Entries supplied:
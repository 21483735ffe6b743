use crate::common::{path::FieldPath, value::Value};
use crate::error::Result;
use crate::read::query::{Filter, FilterOperator};

use aws_sdk_dynamodb::types;
use indexmap::IndexMap;
use serde_dynamo::to_attribute_value;
use std::collections;

pub(crate) fn join(left: String, operator: &str, right: String) -> String {
    if left.is_empty() {
        right
    } else if right.is_empty() {
        left
    } else {
        format!("{left}{operator}{right}")
    }
}

/// Placeholders shared by the expressions of one request.
///
/// Attribute names become `#a{n}` (one placeholder per distinct name) and values become
/// `:v{n}`, so user-supplied names never have to be valid expression tokens.
#[derive(Clone, Debug, Default, PartialEq)]
pub(crate) struct ExpressionInput {
    names: IndexMap<String, String>,
    values: collections::HashMap<String, types::AttributeValue>,
}

impl ExpressionInput {
    pub(crate) fn name(&mut self, name: &str) -> String {
        let next = self.names.len();
        self.names
            .entry(name.to_string())
            .or_insert_with(|| format!("#a{next}"))
            .clone()
    }

    pub(crate) fn path(&mut self, path: &FieldPath) -> String {
        path.segments()
            .iter()
            .map(|segment| self.name(segment))
            .collect::<Vec<_>>()
            .join(".")
    }

    pub(crate) fn attribute_value(&mut self, value: types::AttributeValue) -> String {
        let placeholder = format!(":v{}", self.values.len());
        self.values.insert(placeholder.clone(), value);
        placeholder
    }

    pub(crate) fn value(&mut self, value: &Value) -> Result<String> {
        Ok(self.attribute_value(to_attribute_value(value)?))
    }

    /// Filter expression of a query; `None` when there is nothing to filter on.
    pub(crate) fn filters(&mut self, filters: &[Filter]) -> Result<Option<String>> {
        let mut expression = String::new();
        for filter in filters {
            let condition = self.filter(filter)?;
            expression = join(expression, " AND ", condition);
        }
        Ok((!expression.is_empty()).then_some(expression))
    }

    fn filter(&mut self, filter: &Filter) -> Result<String> {
        let path = self.path(&filter.path);
        let expression = match filter.operator {
            FilterOperator::Equals => format!("{path} = {}", self.value(&filter.value)?),
            FilterOperator::NotEqual => format!(
                "attribute_exists({path}) AND {path} <> {}",
                self.value(&filter.value)?
            ),
            FilterOperator::GreaterThan => format!("{path} > {}", self.value(&filter.value)?),
            FilterOperator::GreaterThanOrEqual => {
                format!("{path} >= {}", self.value(&filter.value)?)
            }
            FilterOperator::LessThan => format!("{path} < {}", self.value(&filter.value)?),
            FilterOperator::LessThanOrEqual => {
                format!("{path} <= {}", self.value(&filter.value)?)
            }
            FilterOperator::Contains => {
                format!("contains({path}, {})", self.value(&filter.value)?)
            }
            FilterOperator::In => {
                let operands = filter.value.as_array().unwrap_or_default();
                let mut placeholders = Vec::with_capacity(operands.len());
                for operand in operands {
                    placeholders.push(self.value(operand)?);
                }
                format!("{path} IN ({})", placeholders.join(", "))
            }
        };
        Ok(expression)
    }

    pub(crate) fn into_attributes(
        self,
    ) -> (
        Option<collections::HashMap<String, String>>,
        Option<collections::HashMap<String, types::AttributeValue>>,
    ) {
        let names = (!self.names.is_empty()).then(|| {
            self.names
                .into_iter()
                .map(|(name, placeholder)| (placeholder, name))
                .collect()
        });
        let values = (!self.values.is_empty()).then_some(self.values);
        (names, values)
    }
}

#[cfg(test)]
mod tests {
    use super::*;
    use crate::read::query::Query;

    use rstest::rstest;

    #[rstest]
    #[case::equals(
        Query::new("sample").filter("name", FilterOperator::Equals, "Test Property Name").unwrap(),
        Some("#a0 = :v0"),
        vec![("#a0", "name")],
        vec![(":v0", types::AttributeValue::S("Test Property Name".to_string()))]
    )]
    #[case::nested_and_repeated(
        Query::new("sample")
            .filter("meta.stars", FilterOperator::GreaterThanOrEqual, 3)
            .unwrap()
            .filter("meta.stars", FilterOperator::LessThan, 5)
            .unwrap(),
        Some("#a0.#a1 >= :v0 AND #a0.#a1 < :v1"),
        vec![("#a0", "meta"), ("#a1", "stars")],
        vec![
            (":v0", types::AttributeValue::N("3".to_string())),
            (":v1", types::AttributeValue::N("5".to_string())),
        ]
    )]
    #[case::not_equal(
        Query::new("sample").filter("name", FilterOperator::NotEqual, "x").unwrap(),
        Some("attribute_exists(#a0) AND #a0 <> :v0"),
        vec![("#a0", "name")],
        vec![(":v0", types::AttributeValue::S("x".to_string()))]
    )]
    #[case::in_list(
        Query::new("sample")
            .filter(
                "tier",
                FilterOperator::In,
                vec![Value::from("gold"), Value::from("platinum")]
            )
            .unwrap(),
        Some("#a0 IN (:v0, :v1)"),
        vec![("#a0", "tier")],
        vec![
            (":v0", types::AttributeValue::S("gold".to_string())),
            (":v1", types::AttributeValue::S("platinum".to_string())),
        ]
    )]
    #[case::contains(
        Query::new("sample").filter("tags", FilterOperator::Contains, "new").unwrap(),
        Some("contains(#a0, :v0)"),
        vec![("#a0", "tags")],
        vec![(":v0", types::AttributeValue::S("new".to_string()))]
    )]
    #[case::empty(Query::new("sample"), None, vec![], vec![])]
    fn test_filters(
        #[case] query: Query,
        #[case] expected_expression: Option<&str>,
        #[case] expected_names: Vec<(&str, &str)>,
        #[case] expected_values: Vec<(&str, types::AttributeValue)>,
    ) {
        let mut input = ExpressionInput::default();
        let expression = input.filters(&query.filters).unwrap();
        assert_eq!(expression.as_deref(), expected_expression);
        let (names, values) = input.into_attributes();
        let expected_names = (!expected_names.is_empty()).then(|| {
            expected_names
                .into_iter()
                .map(|(placeholder, name)| (placeholder.to_string(), name.to_string()))
                .collect()
        });
        let expected_values = (!expected_values.is_empty()).then(|| {
            expected_values
                .into_iter()
                .map(|(placeholder, value)| (placeholder.to_string(), value))
                .collect()
        });
        assert_eq!(names, expected_names);
        assert_eq!(values, expected_values);
    }

    #[rstest]
    #[case::both("a".to_string(), "b".to_string(), "a AND b")]
    #[case::left_empty(String::new(), "b".to_string(), "b")]
    #[case::right_empty("a".to_string(), String::new(), "a")]
    fn test_join(#[case] left: String, #[case] right: String, #[case] expected: &str) {
        assert_eq!(join(left, " AND ", right), expected);
    }
}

Work to complete: Where the string "sample" appears in a line of the entries above, return that line.

Written response:
        Query::new("sample").filter("name", FilterOperator::Equals, "Test Property Name").unwrap(),
        Query::new("sample")
        Query::new("sample").filter("name", FilterOperator::NotEqual, "x").unwrap(),
        Query::new("sample")
        Query::new("sample").filter("tags", FilterOperator::Contains, "new").unwrap(),
    #[case::empty(Query::new("sample"), None, vec![], vec![])]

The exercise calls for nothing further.